2. The monitoring camera for a patrol robot according to claim 1, characterized in that: The upper surface of the robot body (1) has two grooves (101). The L-shaped bends of the two support frames (5) are rotatably connected to the two grooves (101) respectively through a rotating shaft. A flip motor (6) is embedded on one side of the robot body (1). The output shaft of the flip motor (6) is fixedly connected to the rotating shaft of one of the support frames (5). 3.The monitoring camera for a patrol robot according to claim 1 or 2, characterized in that: The anti-smashing plate (4) is connected to a buffer assembly on the side away from the support frame (5).

4. The monitoring camera for a patrol robot according to claim 3, characterized in that: The buffer assembly includes a contact plate (7) and several buffer springs (8).

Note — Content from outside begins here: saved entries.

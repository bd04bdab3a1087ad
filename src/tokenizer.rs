//! C1: Token Counter.
//!
//! Wraps `tokenizers::Tokenizer` (the HuggingFace `tokenizers` crate). The
//! chunker, the context builder, and the embedding/generation providers
//! must agree on one tokenizer family; that family is a configuration
//! value (`tokenizer_name`), not something callers pick ad hoc.

use std::collections::HashMap;
use std::sync::RwLock;

use tokenizers::Tokenizer;

use crate::errors::{CoreError, CoreResult};

/// A process-lifetime registry of loaded tokenizers, keyed by name.
/// Constructed once at startup and passed explicitly to components that
/// need token counts — no implicit module-level state.
pub struct TokenizerRegistry {
    tokenizers: RwLock<HashMap<String, Tokenizer>>,
}

impl TokenizerRegistry {
    pub fn new() -> Self {
        TokenizerRegistry {
            tokenizers: RwLock::new(HashMap::new()),
        }
    }

    /// Register a tokenizer loaded from a local `tokenizer.json` file (the
    /// same file `embed.rs`'s `Embedder::new_with_model` downloads via
    /// `hf_hub`).
    pub fn register_from_file(&self, name: &str, path: &std::path::Path) -> CoreResult<()> {
        let tokenizer = Tokenizer::from_file(path)
            .map_err(|e| CoreError::TokenizerUnavailable(format!("{name}: {e}")))?;
        self.tokenizers
            .write()
            .unwrap()
            .insert(name.to_string(), tokenizer);
        Ok(())
    }

    pub fn register(&self, name: &str, tokenizer: Tokenizer) {
        self.tokenizers
            .write()
            .unwrap()
            .insert(name.to_string(), tokenizer);
    }

    fn with_tokenizer<T>(
        &self,
        name: &str,
        f: impl FnOnce(&Tokenizer) -> T,
    ) -> CoreResult<T> {
        let guard = self.tokenizers.read().unwrap();
        let tokenizer = guard
            .get(name)
            .ok_or_else(|| CoreError::TokenizerUnavailable(name.to_string()))?;
        Ok(f(tokenizer))
    }

    /// Deterministic token count for `text` under `tokenizer_name`.
    pub fn count(&self, tokenizer_name: &str, text: &str) -> CoreResult<usize> {
        self.with_tokenizer(tokenizer_name, |t| {
            t.encode(text, false)
                .map(|enc| enc.get_ids().len())
                .unwrap_or(0)
        })
    }

    /// Byte offsets of each token in `text`, used by the chunker to hard-split
    /// sentences longer than `MaxChunkTokens` on exact token boundaries.
    pub fn token_offsets(&self, tokenizer_name: &str, text: &str) -> CoreResult<Vec<(usize, usize)>> {
        self.with_tokenizer(tokenizer_name, |t| {
            t.encode(text, false)
                .map(|enc| enc.get_offsets().to_vec())
                .unwrap_or_default()
        })
    }

    /// Right-side, token-aligned truncation to at most `max_tokens` tokens.
    /// Used by the embedding provider (§4.6: inputs longer than
    /// `max_input_tokens()` are truncated, not rejected) and by context
    /// assembly (§4.15 step 6: the overflowing chunk is truncated on a
    /// token boundary).
    pub fn truncate(&self, tokenizer_name: &str, text: &str, max_tokens: usize) -> CoreResult<String> {
        self.with_tokenizer(tokenizer_name, |t| {
            let encoding = match t.encode(text, false) {
                Ok(e) => e,
                Err(_) => return text.to_string(),
            };
            let ids = encoding.get_ids();
            if ids.len() <= max_tokens {
                return text.to_string();
            }
            let truncated_ids = &ids[..max_tokens];
            t.decode(truncated_ids, true).unwrap_or_else(|_| text.to_string())
        })
    }
}

impl Default for TokenizerRegistry {
    fn default() -> Self {
        Self::new()
    }
}

#[cfg(test)]
mod tests {
    use super::*;

    fn whitespace_tokenizer() -> Tokenizer {
        use tokenizers::models::wordlevel::WordLevel;
        use tokenizers::pre_tokenizers::whitespace::Whitespace;
        use tokenizers::TokenizerImpl;

        let vocab: HashMap<String, u32> = (0..10000)
            .map(|_| ())
            .enumerate()
            .map(|(i, _)| (format!("w{i}"), i as u32))
            .collect();
        let model = WordLevel::builder()
            .vocab(vocab)
            .unk_token("[UNK]".to_string())
            .build()
            .unwrap();
        let mut tokenizer: TokenizerImpl<_, _, _, _, _> = TokenizerImpl::new(model);
        tokenizer.with_pre_tokenizer(Some(Whitespace {}));
        Tokenizer::from(tokenizer)
    }

    #[test]
    fn unregistered_tokenizer_is_unavailable() {
        let registry = TokenizerRegistry::new();
        let err = registry.count("nonexistent", "hello").unwrap_err();
        assert!(matches!(err, CoreError::TokenizerUnavailable(_)));
    }

    #[test]
    fn count_is_deterministic() {
        let registry = TokenizerRegistry::new();
        registry.register("ws", whitespace_tokenizer());
        let a = registry.count("ws", "the quick brown fox").unwrap();
        let b = registry.count("ws", "the quick brown fox").unwrap();
        assert_eq!(a, b);
        assert_eq!(a, 4);
    }

    #[test]
    fn truncate_respects_token_budget() {
        let registry = TokenizerRegistry::new();
        registry.register("ws", whitespace_tokenizer());
        let text = "one two three four five";
        let truncated = registry.truncate("ws", text, 2).unwrap();
        let count = registry.count("ws", &truncated).unwrap();
        assert!(count <= 2);
    }
}
//! C3: Text Extractor.
//!
//! Format-specific extraction to plain text + page count, with per-format
//! fallback (§4.3). Dispatch is extension-based, one module per format.

mod docx;
mod pdf;
mod text;

use std::path::Path;

use crate::errors::{CoreError, CoreResult};
use crate::types::FileType;

/// `per_page_breaks[i]` is the character offset where page `i` begins,
/// when the format and parser path can report it.
pub struct Extraction {
    pub text: String,
    pub page_count: usize,
    pub per_page_breaks: Option<Vec<usize>>,
}

/// Shared with the chunker's DOCX page-number estimation so both use the
/// same characters-per-page assumption.
pub const CHARS_PER_ESTIMATED_PAGE: usize = 1800;

/// Extracts `path` (named `filename` for error messages) according to
/// `file_type`, then enforces the page limit before returning text (§4.3:
/// "`PageLimitExceeded` is raised before returning text if `page_count >
/// MaxPages`").
pub fn extract(path: &Path, filename: &str, file_type: FileType, max_pages: usize) -> CoreResult<Extraction> {
    let extraction = match file_type {
        FileType::Pdf => pdf::extract(path, filename)?,
        FileType::Docx => docx::extract(path, filename)?,
        FileType::Txt | FileType::Md => text::extract(path, filename)?,
    };

    if extraction.page_count > max_pages {
        return Err(CoreError::PageLimitExceeded {
            actual: extraction.page_count,
            limit: max_pages,
        });
    }

    Ok(extraction)
}

#[cfg(test)]
mod tests {
    use super::*;
    use std::io::Write;

    #[test]
    fn txt_extraction_reports_single_page() {
        let dir = tempfile::tempdir().unwrap();
        let path = dir.path().join("note.txt");
        std::fs::File::create(&path)
            .unwrap()
            .write_all(b"hello world")
            .unwrap();
        let extraction = extract(&path, "note.txt", FileType::Txt, 1000).unwrap();
        assert_eq!(extraction.page_count, 1);
        assert_eq!(extraction.text, "hello world");
    }

    #[test]
    fn md_extraction_reports_single_page() {
        let dir = tempfile::tempdir().unwrap();
        let path = dir.path().join("note.md");
        std::fs::File::create(&path)
            .unwrap()
            .write_all(b"# Title\n\nBody text")
            .unwrap();
        let extraction = extract(&path, "note.md", FileType::Md, 1000).unwrap();
        assert_eq!(extraction.page_count, 1);
    }

    #[test]
    fn page_limit_exceeded_before_returning_text() {
        let dir = tempfile::tempdir().unwrap();
        let path = dir.path().join("note.txt");
        std::fs::File::create(&path).unwrap().write_all(b"x").unwrap();
        let err = extract(&path, "note.txt", FileType::Txt, 0).unwrap_err();
        assert!(matches!(err, CoreError::PageLimitExceeded { .. }));
    }
}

The several buffer springs (8) are evenly distributed between the contact plate (7) and the anti-smashing plate (4). The two ends of the several buffer springs (8) are fixedly connected to the anti-smashing plate (4) and the contact plate (7) respectively.

5. The monitoring camera for a patrol robot according to claim 4, characterized by: Several damping rods (9) are provided between the anti-smashing plate (4) and the contact plate (7), and the two ends of the damping rods (9) are fixedly connected to the anti-smashing plate (4) and the contact plate (7) respectively.

6. The monitoring camera for a patrol robot according to claim 5, characterized by: Several buffer springs (8) are respectively sleeved on the outside of several damping rods (9).